Your objective:
Present the following entries again, word for word and in full.

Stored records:
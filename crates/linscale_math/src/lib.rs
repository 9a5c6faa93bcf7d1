//! Vector and Matrix Mathematics
//!
//! This crate provides small fixed-size vector and matrix value types and the
//! builders for scaling transformations used by the `linscale` tools.
//!
//! ## Core Types
//!
//! - [`Vec2`], [`Vec3`], [`Vec4`] - vectors with dot product, projection and rejection
//! - [`Mat2`], [`Mat3`], [`Mat4`] - square matrices acting on vectors of matching dimension
//! - [`MathError`] - precondition failures reported by the checked operations
//!
//! ## Scaling
//!
//! - [`scale`] - uniform, axis-aligned and arbitrary-axis scale matrices

mod error;
mod vec2;
mod vec3;
mod vec4;
mod mat2;
mod mat3;
mod mat4;
pub mod scale;

pub use error::MathError;
pub use vec2::Vec2;
pub use vec3::Vec3;
pub use vec4::Vec4;
pub use mat2::Mat2;
pub use mat3::Mat3;
pub use mat4::Mat4;
pub use scale::{scale2, scale3, scale4, scale_along2, scale_along3, scale_along4};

Expected answer:
filename crates/linscale_math/src/lib.rs
repository 9a5c6faa93bcf7d1
//! Vector and Matrix Mathematics
//!
//! This crate provides small fixed-size vector and matrix value types and the
//! builders for scaling transformations used by the `linscale` tools.
//!
//! ## Core Types
//!
//! - [`Vec2`], [`Vec3`], [`Vec4`] - vectors with dot product, projection and rejection
//! - [`Mat2`], [`Mat3`], [`Mat4`] - square matrices acting on vectors of matching dimension
//! - [`MathError`] - precondition failures reported by the checked operations
//!
//! ## Scaling
//!
//! - [`scale`] - uniform, axis-aligned and arbitrary-axis scale matrices

mod error;
mod vec2;
mod vec3;
mod vec4;
mod mat2;
mod mat3;
mod mat4;
pub mod scale;

pub use error::MathError;
pub use vec2::Vec2;
pub use vec3::Vec3;
pub use vec4::Vec4;
pub use mat2::Mat2;
pub use mat3::Mat3;
pub use mat4::Mat4;
pub use scale::{scale2, scale3, scale4, scale_along2, scale_along3, scale_along4};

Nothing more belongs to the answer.